+++ Records supplied

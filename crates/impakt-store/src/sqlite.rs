//! `SQLite` backend: connection pool and session.
//!
//! Uses `r2d2` connection pooling with the `r2d2_sqlite` manager. The
//! [`PragmaCustomizer`] runs on each new connection so that foreign keys are
//! enforced and WAL mode is on for file databases.

use std::time::Duration;

use r2d2::Pool;
use r2d2_sqlite::SqliteConnectionManager;
use rusqlite::types::{ToSqlOutput, Value as SqlValue};
use rusqlite::{Connection, ErrorCode, OptionalExtension, ToSql, ffi};
use tracing::warn;

use crate::errors::{Result, StoreError};
use crate::schema::{EntitySchema, FieldType};
use crate::session::Session;
use crate::sql::{Bind, Dialect, Statement};
use crate::value::{Record, TIMESTAMP_FORMAT, Value};

/// Alias for the `SQLite` connection pool type.
pub type SqlitePool = Pool<SqliteConnectionManager>;

/// Alias for a pooled `SQLite` connection.
pub type PooledConnection = r2d2::PooledConnection<SqliteConnectionManager>;

/// Configuration for the `SQLite` pool.
#[derive(Clone, Debug)]
pub struct SqliteConfig {
    /// Maximum pool size (default: 8). In-memory pools always use 1.
    pub pool_size: u32,
    /// Busy timeout in milliseconds (default: 5000).
    pub busy_timeout_ms: u32,
}

impl Default for SqliteConfig {
    fn default() -> Self {
        Self {
            pool_size: 8,
            busy_timeout_ms: 5_000,
        }
    }
}

#[derive(Debug)]
struct PragmaCustomizer {
    busy_timeout_ms: u32,
}

impl r2d2::CustomizeConnection<Connection, rusqlite::Error> for PragmaCustomizer {
    fn on_acquire(&self, conn: &mut Connection) -> std::result::Result<(), rusqlite::Error> {
        conn.execute_batch(&format!(
            "PRAGMA journal_mode = WAL;\
             PRAGMA busy_timeout = {};\
             PRAGMA foreign_keys = ON;",
            self.busy_timeout_ms
        ))
    }
}

/// Create an in-memory pool.
///
/// Every `SQLite` memory connection is its own database, so the pool holds a
/// single connection that is never recycled.
pub fn new_in_memory(config: &SqliteConfig) -> Result<SqlitePool> {
    let pool = Pool::builder()
        .max_size(1)
        .idle_timeout(None)
        .max_lifetime(None)
        .connection_timeout(Duration::from_secs(5))
        .connection_customizer(Box::new(PragmaCustomizer {
            busy_timeout_ms: config.busy_timeout_ms,
        }))
        .build(SqliteConnectionManager::memory())?;
    Ok(pool)
}

/// Create a file-backed pool, creating the file if needed.
pub fn new_file(path: &str, config: &SqliteConfig) -> Result<SqlitePool> {
    let pool = Pool::builder()
        .max_size(config.pool_size)
        .connection_timeout(Duration::from_secs(5))
        .connection_customizer(Box::new(PragmaCustomizer {
            busy_timeout_ms: config.busy_timeout_ms,
        }))
        .build(SqliteConnectionManager::file(path))?;
    Ok(pool)
}

/// Pragma state for verification.
#[derive(Debug)]
pub struct PragmaState {
    /// Journal mode (`wal` for files, `memory` for in-memory databases).
    pub journal_mode: String,
    /// Whether foreign keys are enforced.
    pub foreign_keys_enabled: bool,
}

/// Read back the pragmas the customizer sets.
pub fn pragma_state(conn: &Connection) -> Result<PragmaState> {
    let journal_mode: String = conn.query_row("PRAGMA journal_mode", [], |row| row.get(0))?;
    let foreign_keys: i32 = conn.query_row("PRAGMA foreign_keys", [], |row| row.get(0))?;
    Ok(PragmaState {
        journal_mode,
        foreign_keys_enabled: foreign_keys == 1,
    })
}

// ─────────────────────────────────────────────────────────────────────────────
// Session
// ─────────────────────────────────────────────────────────────────────────────

/// A session over one pooled `SQLite` connection.
pub struct SqliteSession {
    conn: PooledConnection,
    open_tx: bool,
}

impl SqliteSession {
    /// Check a connection out of the pool.
    pub fn open(pool: &SqlitePool) -> Result<Self> {
        Ok(Self {
            conn: pool.get()?,
            open_tx: false,
        })
    }

    /// The underlying connection.
    pub fn connection(&self) -> &Connection {
        &self.conn
    }
}

impl Session for SqliteSession {
    fn dialect(&self) -> Dialect {
        Dialect::Sqlite
    }

    fn begin(&mut self) -> Result<()> {
        self.conn.execute_batch("BEGIN")?;
        self.open_tx = true;
        Ok(())
    }

    fn commit(&mut self) -> Result<()> {
        self.conn.execute_batch("COMMIT")?;
        self.open_tx = false;
        Ok(())
    }

    fn rollback(&mut self) -> Result<()> {
        if !self.open_tx {
            return Ok(());
        }
        self.open_tx = false;
        self.conn.execute_batch("ROLLBACK")?;
        Ok(())
    }

    fn query(&mut self, schema: &'static EntitySchema, stmt: &Statement) -> Result<Vec<Record>> {
        let err = |e| classify_error(schema.name, e);
        let mut prepared = self.conn.prepare(&stmt.sql).map_err(err)?;
        let params = rusqlite::params_from_iter(stmt.params.iter().map(SqliteParam));
        let mut rows = prepared.query(params).map_err(err)?;
        let mut out = Vec::new();
        while let Some(row) = rows.next().map_err(err)? {
            out.push(read_row(schema, row)?);
        }
        Ok(out)
    }

    fn execute_batch(&mut self, sql: &str) -> Result<()> {
        self.conn.execute_batch(sql)?;
        Ok(())
    }

    fn query_i64(&mut self, sql: &str) -> Result<Option<i64>> {
        let value = self
            .conn
            .query_row(sql, [], |row| row.get::<_, Option<i64>>(0))
            .optional()?;
        Ok(value.flatten())
    }
}

impl Drop for SqliteSession {
    fn drop(&mut self) {
        if self.open_tx {
            if let Err(e) = self.conn.execute_batch("ROLLBACK") {
                warn!(error = %e, "rollback on session drop failed");
            }
        }
    }
}

struct SqliteParam<'a>(&'a Bind);

impl ToSql for SqliteParam<'_> {
    fn to_sql(&self) -> rusqlite::Result<ToSqlOutput<'_>> {
        Ok(match &self.0.value {
            Value::Null => ToSqlOutput::Owned(SqlValue::Null),
            Value::Integer(n) => ToSqlOutput::Owned(SqlValue::Integer(*n)),
            Value::Text(s) => ToSqlOutput::from(s.as_str()),
            Value::Timestamp(ts) => {
                ToSqlOutput::Owned(SqlValue::Text(ts.format(TIMESTAMP_FORMAT).to_string()))
            }
        })
    }
}

fn read_row(schema: &'static EntitySchema, row: &rusqlite::Row<'_>) -> Result<Record> {
    let mut record = Record::new();
    for (idx, field) in schema.fields.iter().enumerate() {
        let value: Value = match field.ty {
            FieldType::Integer => row.get::<_, Option<i64>>(idx)?.into(),
            FieldType::Text | FieldType::Enum(_) => row.get::<_, Option<String>>(idx)?.into(),
            FieldType::Timestamp => match row.get::<_, Option<String>>(idx)? {
                None => Value::Null,
                Some(raw) => Value::parse_str(field, &raw).map_err(|e| StoreError::CorruptRow {
                    table: schema.name,
                    column: field.name,
                    detail: e.to_string(),
                })?,
            },
        };
        record.insert(field.name, value);
    }
    Ok(record)
}

fn classify_error(entity: &'static str, err: rusqlite::Error) -> StoreError {
    if let rusqlite::Error::SqliteFailure(failure, message) = &err {
        if failure.code == ErrorCode::ConstraintViolation {
            let detail = message.clone().unwrap_or_else(|| failure.to_string());
            return classify_constraint(entity, failure.extended_code, detail);
        }
    }
    StoreError::Sqlite(err)
}

/// Map an extended `SQLite` constraint code onto the domain taxonomy.
pub fn classify_constraint(entity: &'static str, extended_code: i32, detail: String) -> StoreError {
    match extended_code {
        ffi::SQLITE_CONSTRAINT_FOREIGNKEY => StoreError::ForeignKeyViolation { entity, detail },
        ffi::SQLITE_CONSTRAINT_PRIMARYKEY | ffi::SQLITE_CONSTRAINT_UNIQUE => {
            StoreError::ResourceExists { entity, detail }
        }
        _ => StoreError::Integrity { entity, detail },
    }
}

// ─────────────────────────────────────────────────────────────────────────────
// Tests
// ─────────────────────────────────────────────────────────────────────────────

#[cfg(test)]
mod tests {
    use super::*;
    use crate::entities::{COMPANY, SDG};
    use crate::filter::Filter;
    use crate::sql;
    use assert_matches::assert_matches;

    fn company_table(session: &mut SqliteSession) {
        session
            .execute_batch(
                "CREATE TABLE \"Company\" (
                    id INTEGER PRIMARY KEY,
                    name TEXT NOT NULL,
                    stock_ticker TEXT,
                    website TEXT
                );",
            )
            .unwrap();
    }

    #[test]
    fn in_memory_pool_sets_pragmas() {
        let pool = new_in_memory(&SqliteConfig::default()).unwrap();
        assert_eq!(pool.max_size(), 1);
        let session = SqliteSession::open(&pool).unwrap();
        let state = pragma_state(session.connection()).unwrap();
        assert!(
            state.journal_mode == "memory" || state.journal_mode == "wal",
            "unexpected journal_mode: {}",
            state.journal_mode
        );
        assert!(state.foreign_keys_enabled);
    }

    #[test]
    fn file_pool_uses_wal() {
        let dir = tempfile::tempdir().unwrap();
        let path = dir.path().join("impakt.db");
        let config = SqliteConfig {
            pool_size: 2,
            ..SqliteConfig::default()
        };
        let pool = new_file(path.to_str().unwrap(), &config).unwrap();
        assert_eq!(pool.max_size(), 2);
        let session = SqliteSession::open(&pool).unwrap();
        let state = pragma_state(session.connection()).unwrap();
        assert_eq!(state.journal_mode, "wal");
        assert!(state.foreign_keys_enabled);
    }

    #[test]
    fn query_reads_typed_rows() {
        let pool = new_in_memory(&SqliteConfig::default()).unwrap();
        let mut session = SqliteSession::open(&pool).unwrap();
        company_table(&mut session);

        let record = Record::new().with("name", "Acme");
        let stmt = sql::insert(Dialect::Sqlite, &COMPANY, &record).unwrap();
        let rows = session.query(&COMPANY, &stmt).unwrap();
        assert_eq!(rows.len(), 1);
        assert_eq!(rows[0].get("id"), Some(&Value::Integer(1)));
        assert_eq!(rows[0].get("website"), Some(&Value::Null));
    }

    #[test]
    fn primary_key_conflict_is_resource_exists() {
        let pool = new_in_memory(&SqliteConfig::default()).unwrap();
        let mut session = SqliteSession::open(&pool).unwrap();
        company_table(&mut session);

        let record = Record::new().with("id", 1).with("name", "Acme");
        let stmt = sql::insert(Dialect::Sqlite, &COMPANY, &record).unwrap();
        let _ = session.query(&COMPANY, &stmt).unwrap();
        assert_matches!(
            session.query(&COMPANY, &stmt),
            Err(StoreError::ResourceExists { entity: "Company", .. })
        );
    }

    #[test]
    fn dropping_session_rolls_back() {
        let pool = new_in_memory(&SqliteConfig::default()).unwrap();
        {
            let mut session = SqliteSession::open(&pool).unwrap();
            company_table(&mut session);
        }
        {
            let mut session = SqliteSession::open(&pool).unwrap();
            session.begin().unwrap();
            let stmt = sql::insert(Dialect::Sqlite, &COMPANY, &Record::new().with("name", "Ghost")).unwrap();
            let _ = session.query(&COMPANY, &stmt).unwrap();
        }
        let mut session = SqliteSession::open(&pool).unwrap();
        let stmt = sql::select(Dialect::Sqlite, &COMPANY, &Filter::new(), None).unwrap();
        assert!(session.query(&COMPANY, &stmt).unwrap().is_empty());
    }

    #[test]
    fn query_i64_handles_empty_and_null() {
        let pool = new_in_memory(&SqliteConfig::default()).unwrap();
        let mut session = SqliteSession::open(&pool).unwrap();
        assert_eq!(session.query_i64("SELECT 7").unwrap(), Some(7));
        assert_eq!(session.query_i64("SELECT NULL").unwrap(), None);
        session.execute_batch("CREATE TABLE t (x INTEGER)").unwrap();
        assert_eq!(session.query_i64("SELECT x FROM t").unwrap(), None);
    }

    #[test]
    fn constraint_codes_classify() {
        assert_matches!(
            classify_constraint("SubSdg", ffi::SQLITE_CONSTRAINT_FOREIGNKEY, "fk".into()),
            StoreError::ForeignKeyViolation { entity: "SubSdg", .. }
        );
        assert_matches!(
            classify_constraint("Sdg", ffi::SQLITE_CONSTRAINT_UNIQUE, "dup".into()),
            StoreError::ResourceExists { .. }
        );
        assert_matches!(
            classify_constraint("Sdg", ffi::SQLITE_CONSTRAINT_NOTNULL, "null".into()),
            StoreError::Integrity { .. }
        );
        assert_matches!(
            classify_constraint("Sdg", ffi::SQLITE_CONSTRAINT_CHECK, "check".into()),
            StoreError::Integrity { entity: "Sdg", .. }
        );
    }

    #[test]
    fn rollback_without_transaction_is_noop() {
        let pool = new_in_memory(&SqliteConfig::default()).unwrap();
        let mut session = SqliteSession::open(&pool).unwrap();
        session.rollback().unwrap();
        let stmt = sql::select(Dialect::Sqlite, &SDG, &Filter::new(), None).unwrap();
        // Table does not exist yet.
        assert_matches!(session.query(&SDG, &stmt), Err(StoreError::Sqlite(_)));
    }
}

++++++

## Try it
Set apart and copy each line of the records that holds the word "SqlValue".

## Exercise solution
use rusqlite::types::{ToSqlOutput, Value as SqlValue};
            Value::Null => ToSqlOutput::Owned(SqlValue::Null),
            Value::Integer(n) => ToSqlOutput::Owned(SqlValue::Integer(*n)),
                ToSqlOutput::Owned(SqlValue::Text(ts.format(TIMESTAMP_FORMAT).to_string()))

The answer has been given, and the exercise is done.